Tuesday 10 February 2009

Death and the state

Last December I posted on the case of Eluana Englaro, an Italian woman who had been in a state of vegetative coma for the past seventeen years, following a car accident when she was twenty. After years of legal to-ing and fro-ing, buck-passing and prevarication, her father, Beppino, finally obtained permission last July to discontinue treatment and allow his daughter to die, in accordance with her own verbally expressed wishes. 

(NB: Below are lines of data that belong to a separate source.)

/*!
# Symbion HostSnap

Résout les snapshots de télémétrie vers les hôtes enregistrés et ne persiste que
les attributs qui ont changé.
*/

pub mod config;
pub mod engine;
pub mod filter;
pub mod health;
pub mod http;
pub mod models;
pub mod mqtt;
pub mod resolver;
pub mod snapcache;
pub mod snapshot;
pub mod store;
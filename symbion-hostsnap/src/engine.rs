/*!
Moteur de réconciliation

Un message de télémétrie en entrée, au plus une écriture store en sortie:
parse → résolution (cache, filtre négatif, store) → publication du payload brut →
diff contre l'enregistrement en cache → update partiel → patch de la copie en cache.
*/

use crate::config::SnapshotConf;
use crate::filter::NegativeResultFilter;
use crate::models::Attributes;
use crate::resolver::{CachedHost, HostResolver};
use crate::snapcache::SnapshotCache;
use crate::snapshot::{self, ParsedSnapshot};
use crate::store::{HostStore, StoreError};
use serde::Serialize;
use std::fmt;
use std::sync::Arc;
use tracing::{debug, info, warn};

/// Why a message was dropped without touching the store.
#[derive(Debug, Clone, Copy, PartialEq, Eq, Serialize)]
#[serde(rename_all = "snake_case")]
pub enum DropReason {
    Malformed,
    MissingCloudId,
    NoCandidateIp,
    /// Every candidate IP has a live negative entry.
    Suppressed,
    HostNotFound,
}

impl fmt::Display for DropReason {
    fn fmt(&self, f: &mut fmt::Formatter<'_>) -> fmt::Result {
        let s = match self {
            DropReason::Malformed => "malformed",
            DropReason::MissingCloudId => "missing_cloud_id",
            DropReason::NoCandidateIp => "no_candidate_ip",
            DropReason::Suppressed => "suppressed",
            DropReason::HostNotFound => "host_not_found",
        };
        f.write_str(s)
    }
}

#[derive(Debug, Clone, PartialEq)]
pub enum Outcome {
    Dropped(DropReason),
    Unchanged { host_id: i64 },
    Updated { host_id: i64, changes: Attributes },
}

enum Resolution {
    Found(Arc<CachedHost>),
    Dropped(DropReason),
}

#[derive(Debug, thiserror::Error)]
pub enum AnalyzeError {
    #[error("host store error: {0}")]
    Store(#[from] StoreError),
}

pub struct ReconciliationEngine {
    resolver: Arc<HostResolver>,
    filter: Arc<NegativeResultFilter>,
    store: Arc<dyn HostStore>,
    snap_cache: Arc<dyn SnapshotCache>,
    snapshot_conf: SnapshotConf,
}

impl ReconciliationEngine {
    pub fn new(
        resolver: Arc<HostResolver>,
        filter: Arc<NegativeResultFilter>,
        store: Arc<dyn HostStore>,
        snap_cache: Arc<dyn SnapshotCache>,
        snapshot_conf: SnapshotConf,
    ) -> Self {
        Self { resolver, filter, store, snap_cache, snapshot_conf }
    }

    pub fn resolver(&self) -> &Arc<HostResolver> {
        &self.resolver
    }

    pub fn filter(&self) -> &Arc<NegativeResultFilter> {
        &self.filter
    }

    /// Processes one raw telemetry message.
    ///
    /// Incomplete messages and unknown hosts are `Ok(Outcome::Dropped(_))`;
    /// only store failures during lookup or update are errors.
    pub async fn analyze(&self, raw: &str) -> Result<Outcome, AnalyzeError> {
        let snap = match snapshot::parse(raw) {
            Ok(snap) => snap,
            Err(e) => {
                debug!("dropping unparseable message: {e}");
                return Ok(Outcome::Dropped(DropReason::Malformed));
            }
        };

        let Some(cloud_id) = snap.cloud_id else {
            info!("cloudid missing or not numeric, dropping message");
            return Ok(Outcome::Dropped(DropReason::MissingCloudId));
        };
        if snap.candidate_ips.is_empty() {
            info!(cloud_id, "message carries no usable ip, dropping");
            return Ok(Outcome::Dropped(DropReason::NoCandidateIp));
        }

        let host = match self.resolve(cloud_id, &snap.candidate_ips).await? {
            Resolution::Found(host) => host,
            Resolution::Dropped(reason) => return Ok(Outcome::Dropped(reason)),
        };

        self.publish_snapshot(host.host_id(), &snap).await;
        self.reconcile(&host, &snap).await
    }

    /// Cache hit, or a filter-narrowed store lookup. Misses record negative
    /// entries for every IP that was queried.
    async fn resolve(&self, cloud_id: i64, ips: &[String]) -> Result<Resolution, StoreError> {
        if let Some(host) = self.resolver.lookup(cloud_id, ips) {
            return Ok(Resolution::Found(host));
        }

        let unsuppressed: Vec<String> = ips
            .iter()
            .filter(|ip| !self.filter.exists(ip, cloud_id))
            .cloned()
            .collect();
        if unsuppressed.is_empty() {
            debug!(cloud_id, ?ips, "all candidate ips recently not found, dropping");
            return Ok(Resolution::Dropped(DropReason::Suppressed));
        }

        match self.resolver.resolve(cloud_id, &unsuppressed).await? {
            Some(host) => Ok(Resolution::Found(host)),
            None => {
                for ip in &unsuppressed {
                    self.filter.set(ip, cloud_id);
                }
                Ok(Resolution::Dropped(DropReason::HostNotFound))
            }
        }
    }

    async fn publish_snapshot(&self, host_id: i64, snap: &ParsedSnapshot) {
        let key = format!("{}{}", self.snapshot_conf.key_prefix, host_id);
        if let Err(e) = self.snap_cache.set(&key, &snap.payload, self.snapshot_conf.ttl()).await {
            warn!(host_id, "failed to publish snapshot: {e}");
        }
    }

    async fn reconcile(&self, host: &CachedHost, snap: &ParsedSnapshot) -> Result<Outcome, AnalyzeError> {
        let record = host.record();
        let observed = snap.host_attributes(&record.inner_ip, record.outer_ip());
        let changes = host.diff(&observed);
        if changes.is_empty() {
            debug!(host_id = record.host_id, "no attribute change");
            return Ok(Outcome::Unchanged { host_id: record.host_id });
        }

        let matched = self.store.update_host(record.host_id, &changes).await?;
        if matched == 0 {
            warn!(host_id = record.host_id, "update matched no host, record gone from store");
            return Ok(Outcome::Dropped(DropReason::HostNotFound));
        }

        host.apply(&changes);
        info!(host_id = record.host_id, changed = ?changes.keys().collect::<Vec<_>>(), "host attributes updated");
        Ok(Outcome::Updated { host_id: record.host_id, changes })
    }
}
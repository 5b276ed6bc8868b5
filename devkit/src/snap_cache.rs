/*!
Cache snapshots enregistreur

Implémente `SnapshotCache` en gardant chaque `SET` (clé, valeur, ttl) pour
les assertions. Peut simuler un cache indisponible.
*/

use async_trait::async_trait;
use parking_lot::Mutex;
use std::sync::atomic::{AtomicBool, Ordering};
use std::time::Duration;
use symbion_hostsnap::snapcache::{CacheError, SnapshotCache};

#[derive(Debug, Clone, PartialEq)]
pub struct CacheWrite {
    pub key: String,
    pub value: String,
    pub ttl: Duration,
}

#[derive(Default)]
pub struct RecordingSnapshotCache {
    writes: Mutex<Vec<CacheWrite>>,
    failing: AtomicBool,
}

impl RecordingSnapshotCache {
    pub fn new() -> Self {
        Self::default()
    }

    pub fn set_failing(&self, failing: bool) {
        self.failing.store(failing, Ordering::SeqCst);
    }

    pub fn writes(&self) -> Vec<CacheWrite> {
        self.writes.lock().clone()
    }

    pub fn last_write(&self) -> Option<CacheWrite> {
        self.writes.lock().last().cloned()
    }
}

#[async_trait]
impl SnapshotCache for RecordingSnapshotCache {
    async fn set(&self, key: &str, value: &str, ttl: Duration) -> Result<(), CacheError> {
        if self.failing.load(Ordering::SeqCst) {
            return Err(CacheError::Unavailable("injected failure".into()));
        }
        self.writes.lock().push(CacheWrite {
            key: key.to_string(),
            value: value.to_string(),
            ttl,
        });
        Ok(())
    }
}
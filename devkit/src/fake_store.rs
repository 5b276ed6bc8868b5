/*!
Store hôtes en mémoire

Implémente `HostStore` sans persistance. Compte chaque appel et enregistre
chaque update pour les assertions; les pannes s'injectent par opération.
*/

use async_trait::async_trait;
use parking_lot::Mutex;
use std::sync::atomic::{AtomicBool, AtomicUsize, Ordering};
use symbion_hostsnap::models::{Attributes, HostRecord};
use symbion_hostsnap::store::{HostStore, StoreError};

#[derive(Default)]
pub struct MemoryHostStore {
    hosts: Mutex<Vec<HostRecord>>,
    updates: Mutex<Vec<(i64, Attributes)>>,
    find_calls: AtomicUsize,
    list_calls: AtomicUsize,
    fail_find: AtomicBool,
    fail_list: AtomicBool,
    fail_update: AtomicBool,
    /// Page start from which `list_page` fails, when `fail_list` is set.
    fail_list_from: AtomicUsize,
}

impl MemoryHostStore {
    pub fn new() -> Self {
        Self::default()
    }

    pub fn with_hosts(hosts: impl IntoIterator<Item = HostRecord>) -> Self {
        let store = Self::new();
        for host in hosts {
            store.insert(host);
        }
        store
    }

    /// Inserts or replaces (by host id), keeping host id order.
    pub fn insert(&self, host: HostRecord) {
        let mut hosts = self.hosts.lock();
        hosts.retain(|h| h.host_id != host.host_id);
        hosts.push(host);
        hosts.sort_by_key(|h| h.host_id);
    }

    /// Changes a host behind the resolver's back, without counting as an update.
    pub fn set_attribute(&self, host_id: i64, name: &str, value: serde_json::Value) {
        if let Some(host) = self.hosts.lock().iter_mut().find(|h| h.host_id == host_id) {
            host.attributes.insert(name.to_string(), value);
        }
    }

    pub fn remove(&self, host_id: i64) {
        self.hosts.lock().retain(|h| h.host_id != host_id);
    }

    pub fn get(&self, host_id: i64) -> Option<HostRecord> {
        self.hosts.lock().iter().find(|h| h.host_id == host_id).cloned()
    }

    pub fn updates(&self) -> Vec<(i64, Attributes)> {
        self.updates.lock().clone()
    }

    pub fn find_calls(&self) -> usize {
        self.find_calls.load(Ordering::SeqCst)
    }

    pub fn list_calls(&self) -> usize {
        self.list_calls.load(Ordering::SeqCst)
    }

    pub fn fail_find(&self, fail: bool) {
        self.fail_find.store(fail, Ordering::SeqCst);
    }

    pub fn fail_update(&self, fail: bool) {
        self.fail_update.store(fail, Ordering::SeqCst);
    }

    /// Makes every page starting at or after `from` fail.
    pub fn fail_list_from(&self, from: Option<usize>) {
        self.fail_list.store(from.is_some(), Ordering::SeqCst);
        self.fail_list_from.store(from.unwrap_or(0), Ordering::SeqCst);
    }
}

fn unavailable(op: &str) -> StoreError {
    StoreError::Unavailable(format!("injected {op} failure"))
}

#[async_trait]
impl HostStore for MemoryHostStore {
    async fn find_by_inner_ips(&self, cloud_id: i64, ips: &[String]) -> Result<Vec<HostRecord>, StoreError> {
        self.find_calls.fetch_add(1, Ordering::SeqCst);
        if self.fail_find.load(Ordering::SeqCst) {
            return Err(unavailable("find"));
        }
        Ok(self
            .hosts
            .lock()
            .iter()
            .filter(|h| h.cloud_id == cloud_id && ips.contains(&h.inner_ip))
            .cloned()
            .collect())
    }

    async fn list_page(&self, start: u64, limit: u64) -> Result<Vec<HostRecord>, StoreError> {
        self.list_calls.fetch_add(1, Ordering::SeqCst);
        if self.fail_list.load(Ordering::SeqCst) && start as usize >= self.fail_list_from.load(Ordering::SeqCst) {
            return Err(unavailable("list"));
        }
        Ok(self
            .hosts
            .lock()
            .iter()
            .skip(start as usize)
            .take(limit as usize)
            .cloned()
            .collect())
    }

    async fn update_host(&self, host_id: i64, changes: &Attributes) -> Result<u64, StoreError> {
        if self.fail_update.load(Ordering::SeqCst) {
            return Err(unavailable("update"));
        }
        let mut hosts = self.hosts.lock();
        let Some(host) = hosts.iter_mut().find(|h| h.host_id == host_id) else {
            return Ok(0);
        };
        host.attributes.extend(changes.iter().map(|(k, v)| (k.clone(), v.clone())));
        self.updates.lock().push((host_id, changes.clone()));
        Ok(1)
    }
}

When I wrote my post, the Minister of Welfare, Maurizio Sacconi, a man who had previously shown no marked religious inclinations, was threatening to close the clinic in which the treatment - a pharmaceutical substance providing nutrition and preventing dehydration - was to be withdrawn, despite the fact that Italy's supreme court, the Cassazione, had authorised its discontinuance. According to Sacconi, the state could neither condone nor authorise murder. In any case, said Sacconi, as the self-elected mouthpiece for the Vatican, Eluana's life belonged not to her, but to God.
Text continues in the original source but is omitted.